Matías Galarza

Personal information
- Full name: Matías Alejandro Galarza
- Date of birth: 4 March 2002 (age 24)
- Place of birth: San Isidro, Buenos Aires
- Height: 1.80 m (5 ft 11 in)
- Position: Midfielder

Team information
- Current team: Talleres
- Number: 5

Senior career*
- Years: Team / Apps / (Gls)
- 2021–2022: Argentinos Juniors / 24 / (1)
- 2022–2024: Genk / 41 / (1)
- 2024–: Talleres / 53 / (0)

= Matías Galarza (Argentine footballer) =

Argentine footballer

Matías Alejandro Galarza (born 4 March 2002) is an Argentine professional footballer who plays for Talleres.

==Career==
Galarza made his debut in the Argentine Primera División on 11 December 2021 appearing as a first half substitute for Argentinos Juniors against Club Atlético Sarmiento in a 2–0 home victory for his side. He was involved in both goals and was credited with the assist for the second, scored by Gabriel Ávalos. He would go on to appear fifteen times for Argentinos Juniors in his debut season, playing in central midfield. He scored his first senior goal against Newells Old Boys on 16 February 2022 in a 3–0 home victory for his side. Former Arsenal FC and France international Robert Pires compared him in style to Juan Roman Riquelme “because of the way he runs and handles the ball. He has good technique.”

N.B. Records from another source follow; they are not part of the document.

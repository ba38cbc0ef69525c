//! Codec pipeline: an ordered chain of codec stages
//!
//! `stages[0]` is the outermost stage, the one closest to the medium. Capacity
//! is negotiated outside-in: each stage's decoded data size becomes the
//! encoded size requested from the next. Encode runs innermost first, decode
//! outermost first.

use crate::codec::{self, Codec, CodecCapacity, ErasureSet, PropertyMap};
use crate::error::FilmboxError;
use crate::stats::DecodeStats;
use bytes::BytesMut;
use serde::{Deserialize, Serialize};

#[cfg(feature = "logging")]
use tracing::{debug, warn};

/// One stage of a [`PipelineConfig`]
#[derive(Debug, Clone, PartialEq, Serialize, Deserialize)]
pub struct StageConfig {
    /// Codec name understood by [`codec::create`]
    pub codec: String,
    /// Properties handed to the codec constructor
    #[serde(default)]
    pub properties: PropertyMap,
}

/// Serializable description of a pipeline, outermost stage first
#[derive(Debug, Clone, Default, PartialEq, Serialize, Deserialize)]
pub struct PipelineConfig {
    /// Stages from the medium inwards
    pub stages: Vec<StageConfig>,
}

/// Result of capacity negotiation across the whole chain
#[derive(Debug, Clone, PartialEq, Eq)]
pub struct PipelineCapacity {
    /// Container size requested from the outermost stage
    pub encoded_size: usize,
    /// Bytes the outermost stage emits on encode
    pub encoded_data_size: usize,
    /// Usable payload bytes left after every stage
    pub decoded_data_size: usize,
    /// Negotiated sizes of each stage, outermost first
    pub stages: Vec<CodecCapacity>,
}

impl PipelineCapacity {
    /// Bytes consumed by all stages together
    pub fn total_overhead(&self) -> usize {
        self.encoded_size - self.decoded_data_size
    }
}

/// Result of a pipeline decode
#[derive(Debug, Clone, PartialEq)]
pub struct PipelineDecode {
    /// Innermost decoded buffer
    pub data: BytesMut,
    /// False when any stage reported failure
    pub valid: bool,
    /// Metrics summed over every stage
    pub stats: DecodeStats,
}

/// An ordered chain of owned codec stages
pub struct CodecPipeline {
    stages: Vec<Box<dyn Codec>>,
    capacity: Option<PipelineCapacity>,
}

impl core::fmt::Debug for CodecPipeline {
    fn fmt(&self, f: &mut core::fmt::Formatter<'_>) -> core::fmt::Result {
        f.debug_struct("CodecPipeline")
            .field("stages", &self.stage_names())
            .field("capacity", &self.capacity)
            .finish()
    }
}

impl CodecPipeline {
    /// Build from already constructed stages, outermost first
    pub fn new(stages: Vec<Box<dyn Codec>>) -> Self {
        Self {
            stages,
            capacity: None,
        }
    }

    /// Construct every stage of `config`
    ///
    /// Aborts on the first stage that fails; stages built so far are dropped.
    pub fn from_config(config: &PipelineConfig) -> Result<Self, FilmboxError> {
        let stages = config
            .stages
            .iter()
            .map(|stage| codec::create(&stage.codec, &stage.properties))
            .collect::<Result<Vec<_>, _>>()?;
        Ok(Self::new(stages))
    }

    /// Number of stages
    pub fn len(&self) -> usize {
        self.stages.len()
    }

    /// Whether the pipeline has no stages
    pub fn is_empty(&self) -> bool {
        self.stages.is_empty()
    }

    /// Stage names, outermost first
    pub fn stage_names(&self) -> Vec<&'static str> {
        self.stages.iter().map(|s| s.name()).collect()
    }

    /// Negotiated capacity, if [`init_capacity`](Self::init_capacity) succeeded
    pub fn capacity(&self) -> Option<&PipelineCapacity> {
        self.capacity.as_ref()
    }

    /// Negotiate sizes for an outer container of `encoded_size` bytes
    ///
    /// On failure the previous negotiation is discarded.
    pub fn init_capacity(&mut self, encoded_size: usize) -> Result<&PipelineCapacity, FilmboxError> {
        self.capacity = None;
        let mut requested = encoded_size;
        let mut sizes = Vec::with_capacity(self.stages.len());

        for stage in self.stages.iter_mut() {
            let cap = stage.init_capacity(requested).map_err(|e| {
                #[cfg(feature = "logging")]
                warn!("Stage '{}' rejected {} bytes: {}", stage.name(), requested, e);
                e
            })?;
            #[cfg(feature = "logging")]
            debug!(
                "Stage '{}': encoded {}/{} -> decoded {}",
                stage.name(),
                cap.encoded_data_size,
                cap.encoded_block_size,
                cap.decoded_data_size
            );
            requested = cap.decoded_data_size;
            sizes.push(cap);
        }

        let capacity = PipelineCapacity {
            encoded_size,
            encoded_data_size: sizes.first().map_or(encoded_size, |c| c.encoded_data_size),
            decoded_data_size: requested,
            stages: sizes,
        };
        Ok(&*self.capacity.insert(capacity))
    }

    /// Encode `payload` through every stage, innermost first
    ///
    /// Requires negotiated capacity. The payload may be shorter than the
    /// usable size only when no stage is error-correcting; correcting stages
    /// need whole shards.
    pub fn encode(&self, payload: BytesMut) -> Result<BytesMut, FilmboxError> {
        let capacity = self
            .capacity
            .as_ref()
            .ok_or(FilmboxError::CapacityNotInitialized)?;
        let exact = self.stages.iter().any(|s| s.is_error_correcting());
        let fits = if exact {
            payload.len() == capacity.decoded_data_size
        } else {
            payload.len() <= capacity.decoded_data_size
        };
        if !fits {
            return Err(FilmboxError::PayloadSizeMismatch {
                expected: capacity.decoded_data_size,
                actual: payload.len(),
            });
        }

        self.stages
            .iter()
            .rev()
            .try_fold(payload, |data, stage| stage.encode(data))
    }

    /// Decode `data` through every stage, outermost first
    ///
    /// Every stage runs even after a failure so buffer sizes stay consistent.
    /// Erasures refer to positions of the outer buffer and are only handed to
    /// the outermost stage.
    pub fn decode(&self, data: BytesMut, erasures: &ErasureSet) -> PipelineDecode {
        let none = ErasureSet::new();
        let mut result = PipelineDecode {
            data,
            valid: true,
            stats: DecodeStats::default(),
        };

        for (i, stage) in self.stages.iter().enumerate() {
            let stage_erasures = if i == 0 { erasures } else { &none };
            let decoded = stage.decode(result.data, stage_erasures);
            if !decoded.valid {
                #[cfg(feature = "logging")]
                debug!("Stage '{}' failed validation", stage.name());
                result.valid = false;
            }
            result.stats += decoded.stats;
            result.data = decoded.data;
        }

        result
    }
}

#[cfg(test)]
mod tests {
    use super::*;
    use crate::codec::properties;
    use crate::constants::property_names::{LENGTH, POLYNOMIAL, SEED};
    use crate::constants::CRC64_ECMA_POLYNOMIAL;

    fn crc64_stage(seed: u64) -> StageConfig {
        StageConfig {
            codec: "crc64".into(),
            properties: properties([(POLYNOMIAL, CRC64_ECMA_POLYNOMIAL), (SEED, seed)]),
        }
    }

    fn two_stage() -> CodecPipeline {
        CodecPipeline::from_config(&PipelineConfig {
            stages: vec![
                crc64_stage(1),
                StageConfig {
                    codec: "hash".into(),
                    properties: properties([(LENGTH, 16u64)]),
                },
            ],
        })
        .unwrap()
    }

    #[test]
    fn test_negotiation_subtracts_each_stage() {
        let mut p = two_stage();
        let cap = p.init_capacity(100).unwrap();
        assert_eq!(cap.decoded_data_size, 76);
        assert_eq!(cap.total_overhead(), 24);
        assert_eq!(cap.stages[0].decoded_data_size, 92);
        assert_eq!(cap.stages[1].encoded_block_size, 92);

        assert!(p.init_capacity(23).is_err());
        assert!(p.capacity().is_none());
        assert_eq!(p.init_capacity(24).unwrap().decoded_data_size, 0);
    }

    #[test]
    fn test_round_trip() {
        let mut p = two_stage();
        p.init_capacity(64).unwrap();
        let encoded = p.encode(BytesMut::from(&b"hello"[..])).unwrap();
        assert_eq!(encoded.len(), 5 + 24);

        let decoded = p.decode(encoded, &ErasureSet::new());
        assert!(decoded.valid);
        assert_eq!(&decoded.data[..], b"hello");
        assert!(decoded.stats.is_clean());
    }

    #[test]
    fn test_failure_still_runs_every_stage() {
        let mut p = two_stage();
        p.init_capacity(64).unwrap();
        let mut encoded = p.encode(BytesMut::from(&b"hello"[..])).unwrap();
        encoded[0] ^= 0x80;

        let decoded = p.decode(encoded, &ErasureSet::new());
        assert!(!decoded.valid);
        assert_eq!(decoded.data.len(), 5);
    }

    #[test]
    fn test_encode_needs_capacity() {
        let p = two_stage();
        assert_eq!(
            p.encode(BytesMut::from(&b"x"[..])).unwrap_err(),
            FilmboxError::CapacityNotInitialized
        );
    }

    #[test]
    fn test_oversized_payload_rejected() {
        let mut p = two_stage();
        p.init_capacity(30).unwrap();
        assert!(matches!(
            p.encode(BytesMut::from(&[0u8; 7][..])),
            Err(FilmboxError::PayloadSizeMismatch {
                expected: 6,
                actual: 7
            })
        ));
    }

    #[test]
    fn test_construction_aborts_on_bad_stage() {
        let config = PipelineConfig {
            stages: vec![
                crc64_stage(0),
                StageConfig {
                    codec: "crc64".into(),
                    properties: properties([(SEED, 0u64)]),
                },
            ],
        };
        assert!(matches!(
            CodecPipeline::from_config(&config),
            Err(FilmboxError::MissingProperty {
                property: "polynomial",
                ..
            })
        ));
    }

    #[test]
    fn test_config_from_json() {
        let config: PipelineConfig = serde_json::from_str(
            r#"{"stages": [{"codec": "crc64", "properties": {"polynomial": "0x42F0E1EBA9EA3693", "seed": 0}},
                           {"codec": "crc32c"}]}"#,
        )
        .unwrap();
        let mut p = CodecPipeline::from_config(&config).unwrap();
        assert_eq!(p.stage_names(), vec!["crc64", "crc32c"]);
        assert_eq!(p.init_capacity(20).unwrap().decoded_data_size, 8);
    }

    #[test]
    fn test_empty_pipeline_is_identity() {
        let mut p = CodecPipeline::new(Vec::new());
        assert!(p.is_empty());
        assert_eq!(p.init_capacity(10).unwrap().decoded_data_size, 10);
        let encoded = p.encode(BytesMut::from(&b"abc"[..])).unwrap();
        let decoded = p.decode(encoded, &ErasureSet::new());
        assert!(decoded.valid);
        assert_eq!(&decoded.data[..], b"abc");
    }

    #[cfg(feature = "fec-rs")]
    #[test]
    fn test_erasures_reach_outer_fec_stage() {
        use crate::constants::property_names::{DATA_SHARDS, PARITY_SHARDS};

        let mut p = CodecPipeline::from_config(&PipelineConfig {
            stages: vec![
                StageConfig {
                    codec: "reed-solomon".into(),
                    properties: properties([(DATA_SHARDS, 4u64), (PARITY_SHARDS, 2u64)]),
                },
                crc64_stage(0),
            ],
        })
        .unwrap();
        let cap = p.init_capacity(60).unwrap().clone();
        assert_eq!(cap.decoded_data_size, 32);

        let payload: Vec<u8> = (0..32u8).collect();
        let mut encoded = p.encode(BytesMut::from(&payload[..])).unwrap();
        assert_eq!(encoded.len(), 60);
        encoded[5] = !encoded[5];

        let decoded = p.decode(encoded, &ErasureSet::from_positions([5]));
        assert!(decoded.valid);
        assert_eq!(&decoded.data[..], &payload[..]);
        assert_eq!(decoded.stats.resolved_errors, 1);
    }
}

In August, 2022 Galarza signed for K.R.C. Genk from Argentinos Juniors for a reported fee of €6million, agreeing to a contract lasting four seasons. Following his league debut for Genk against Zulte Waregem on 14 August 2022 Galarza spoke to the media and said he chose to join Genk because it was the former club of his football idol Kevin De Bruyne.

In August 2024 Galarza signed for Talleres from K.R.C. Genk for a fee of €3million, on a two-year contract.